司会者と思もわれる人が、大きな声で案内した。

「見物の人は、後ろに回ってください」

既に席の半分程が作品提出者で占められてきた。銘々で例の水差しに井戸水を入れ、それで硯を使って熱心に墨を磨っている。


 墨の濃淡で作品の出来栄えが変わるのだから、好みの濃さになるように調整をしている上級者がいる。賞を狙っていない参加者は友人たちとお喋りをしたり、席だけ確保してどこかへ行ってしまった人もいる。子供たちがガヤガヤと入って来た。小学生から高校生までの参加者だ。

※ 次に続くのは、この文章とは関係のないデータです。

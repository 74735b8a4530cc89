//! Direct reads and writes against the backend: one-shot fetches,
//! conditional mutations, and optimistic read-decide-write with retry on
//! conflict.

use crate::cache::CacheStore;
use crate::documents::OrderedDocumentSet;
use crate::error::{Result, SyncError};
use crate::query::Query;
use crate::types::{Document, DocumentBody};
use std::sync::Arc;
use std::time::Duration;
use tracing::{debug, warn};

/// What the caller wants done with the document it was shown.
#[derive(Clone, Debug, PartialEq)]
pub enum ExecutionDecision {
    /// Replace the document content.
    Write(DocumentBody),
    Delete,
    /// Stop without touching the document.
    Abort,
}

#[derive(Clone, Debug, PartialEq)]
pub enum MutationKind {
    /// Replace the whole body.
    Write(DocumentBody),
    /// Patch top-level keys; a `null` value removes the key.
    Merge(DocumentBody),
    Delete,
}

/// Condition the server copy must meet for a mutation to apply.
#[derive(Clone, Debug, Default, PartialEq, Eq)]
pub enum Precondition {
    #[default]
    Any,
    /// The server copy must still carry this token.
    Etag(String),
    /// The document must not exist.
    Absent,
}

impl Precondition {
    /// The precondition pinning the state a document was read in.
    pub fn matching(document: &Document) -> Self {
        match &document.etag {
            Some(etag) => Precondition::Etag(etag.clone()),
            None => Precondition::Absent,
        }
    }

    /// Whether a server copy with `current_etag` (`None` when missing)
    /// satisfies the condition.
    pub fn admits(&self, current_etag: Option<&str>) -> bool {
        match self {
            Precondition::Any => true,
            Precondition::Etag(expected) => current_etag == Some(expected.as_str()),
            Precondition::Absent => current_etag.is_none(),
        }
    }
}

/// A conditional mutation.
#[derive(Clone, Debug, PartialEq)]
pub struct Mutation {
    pub collection: String,
    pub document_id: String,
    pub kind: MutationKind,
    pub precondition: Precondition,
}

/// Point reads, query reads and conditional writes against the server.
pub trait DocumentBackend: Send + Sync {
    /// Read one document directly, bypassing subscriptions.
    fn fetch(&self, collection: &str, id: &str) -> Result<Option<Document>>;

    /// Read the current result of a query once.
    fn fetch_query(&self, query: &Query) -> Result<Vec<Document>>;

    /// Apply a mutation. Fails with [`SyncError::WriteConflict`] when the
    /// precondition no longer holds.
    fn mutate(&self, mutation: &Mutation) -> Result<()>;
}

/// Apply a merge patch to a body in place.
pub fn merge_body(body: &mut DocumentBody, patch: &DocumentBody) {
    for (key, value) in patch {
        if value.is_null() {
            body.remove(key);
        } else {
            body.insert(key.clone(), value.clone());
        }
    }
}

/// Bounds the conflict retry loop.
#[derive(Clone, Debug, PartialEq, Eq)]
pub struct RetryPolicy {
    /// Total attempts, including the first one.
    pub max_attempts: u32,
    pub initial_backoff: Duration,
    pub max_backoff: Duration,
}

impl Default for RetryPolicy {
    fn default() -> Self {
        Self {
            max_attempts: 10,
            initial_backoff: Duration::from_millis(10),
            max_backoff: Duration::from_secs(1),
        }
    }
}

impl RetryPolicy {
    /// Retry without sleeping.
    pub fn immediate(max_attempts: u32) -> Self {
        Self {
            max_attempts,
            initial_backoff: Duration::ZERO,
            max_backoff: Duration::ZERO,
        }
    }

    /// Pause after the given failed attempt (1-based): doubles each time,
    /// capped at `max_backoff`.
    pub fn backoff(&self, attempt: u32) -> Duration {
        let exponent = attempt.saturating_sub(1).min(31);
        self.initial_backoff
            .saturating_mul(1u32 << exponent)
            .min(self.max_backoff)
    }
}

/// Run the optimistic flow for one document.
///
/// `decide` is called with the freshly fetched document on every attempt;
/// a missing document is presented as a tombstone. Conflicts are retried
/// up to the policy's attempt limit. Any other error ends the flow.
pub fn execute<F>(
    backend: &dyn DocumentBackend,
    cache: Option<&Arc<dyn CacheStore>>,
    policy: &RetryPolicy,
    collection: &str,
    id: &str,
    mut decide: F,
) -> Result<()>
where
    F: FnMut(&Document) -> ExecutionDecision,
{
    let max_attempts = policy.max_attempts.max(1);
    let mut attempt = 0;

    loop {
        attempt += 1;

        let current = backend
            .fetch(collection, id)?
            .unwrap_or_else(|| Document::removed(collection, id));

        let kind = match decide(&current) {
            ExecutionDecision::Write(body) => MutationKind::Write(body),
            ExecutionDecision::Delete => MutationKind::Delete,
            ExecutionDecision::Abort => {
                debug!(collection, id, "execution aborted");
                return Err(SyncError::ExecutionAborted);
            }
        };

        let mutation = Mutation {
            collection: collection.to_string(),
            document_id: id.to_string(),
            kind,
            precondition: Precondition::matching(&current),
        };

        match backend.mutate(&mutation) {
            Ok(()) => {
                debug!(collection, id, attempt, "execution committed");
                if let Some(cache) = cache {
                    refresh_cache(cache, mutation);
                }
                return Ok(());
            }
            Err(e) if e.is_write_conflict() => {
                if attempt >= max_attempts {
                    warn!(collection, id, attempts = attempt, "execution gave up on conflicts");
                    return Err(SyncError::RetriesExhausted { attempts: attempt });
                }
                debug!(collection, id, attempt, "write conflict, refetching");
                let pause = policy.backoff(attempt);
                if !pause.is_zero() {
                    std::thread::sleep(pause);
                }
            }
            Err(e) => return Err(e),
        }
    }
}

/// Apply one mutation as given and mirror it into the cache on success.
pub fn apply(
    backend: &dyn DocumentBackend,
    cache: Option<&Arc<dyn CacheStore>>,
    mutation: Mutation,
) -> Result<()> {
    if mutation.collection.is_empty() || mutation.document_id.is_empty() {
        return Err(SyncError::InvalidData("document reference is empty".into()));
    }

    if let Err(e) = backend.mutate(&mutation) {
        debug!(collection = %mutation.collection, id = %mutation.document_id, error = %e, "mutation rejected");
        return Err(e);
    }

    debug!(collection = %mutation.collection, id = %mutation.document_id, "mutation applied");
    if let Some(cache) = cache {
        refresh_cache(cache, mutation);
    }
    Ok(())
}

/// Read a query once. The result is ordered and capped like a
/// subscription dataset and replaces the cached dataset for the query's
/// fingerprint; a failed read empties it.
pub fn fetch(
    backend: &dyn DocumentBackend,
    cache: Option<&Arc<dyn CacheStore>>,
    query: &Query,
) -> Result<Vec<Document>> {
    query.validate()?;
    let fingerprint = query.fingerprint();

    match backend.fetch_query(query) {
        Ok(documents) => {
            let mut set = OrderedDocumentSet::from_documents(query.directions(), documents);
            if let Some(cap) = query.take() {
                set.truncate(cap);
            }
            debug!(fingerprint = %fingerprint, documents = set.len(), "fetched");
            if let Some(cache) = cache {
                cache.store(&fingerprint, set.as_slice());
            }
            Ok(set.into_vec())
        }
        Err(e) => {
            warn!(fingerprint = %fingerprint, error = %e, "fetch failed");
            if let Some(cache) = cache {
                cache.store(&fingerprint, &[]);
            }
            Err(e)
        }
    }
}

/// Read one document once. A missing document comes back as a tombstone.
pub fn fetch_document(
    backend: &dyn DocumentBackend,
    cache: Option<&Arc<dyn CacheStore>>,
    collection: &str,
    id: &str,
) -> Result<Document> {
    let query = Query::document(collection, id);
    query.validate()?;

    let fetched = backend.fetch(collection, id);
    let Some(cache) = cache else {
        return fetched.map(|doc| doc.unwrap_or_else(|| Document::removed(collection, id)));
    };

    let fingerprint = query.fingerprint();
    match fetched {
        Ok(Some(document)) => {
            cache.store(&fingerprint, std::slice::from_ref(&document));
            cache.store_object(&document);
            Ok(document)
        }
        Ok(None) => {
            cache.store(&fingerprint, &[]);
            cache.remove_object(collection, id);
            Ok(Document::removed(collection, id))
        }
        Err(e) => {
            cache.store(&fingerprint, &[]);
            Err(e)
        }
    }
}

/// Mirror a committed mutation into the cached copy of the document.
pub(crate) fn refresh_cache(cache: &Arc<dyn CacheStore>, mutation: Mutation) {
    let Mutation {
        collection,
        document_id,
        kind,
        ..
    } = mutation;

    let update: Box<dyn FnOnce(Document) -> Document + Send> = match kind {
        MutationKind::Delete => {
            cache.remove_object(&collection, &document_id);
            return;
        }
        MutationKind::Write(body) => Box::new(move |cached| cached.with_body(body)),
        MutationKind::Merge(patch) => Box::new(move |cached| {
            let mut body = cached.body.clone().unwrap_or_default();
            merge_body(&mut body, &patch);
            cached.with_body(body)
        }),
    };

    let store = Arc::clone(cache);
    cache.load_object(
        &collection,
        &document_id,
        Box::new(move |cached| {
            if let Some(cached) = cached {
                store.store_object(&update(cached));
            }
        }),
    );
}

その中に山辺咲もいた。咲は数人の友達と一緒にやって来て、空いている前の方の席に友達と固まって座った。机の上に各々の道具を置き、水を用意するために広間を出た。その時、咲は琥珀の存在に気付き、軽く頭を下げた。子供たちが来たことで、用意された席はほぼ埋まった。


見物者も大勢になって来た。特に子供たちの家族や友達が見物者として多い。その中には、話を聞いた筆司の人達もいる。咲たちも席に着き熱心に墨を磨っている。小学生では、墨を磨らずに市販の墨汁を使うらしく、もうすでに字を書き始めている子供もいる。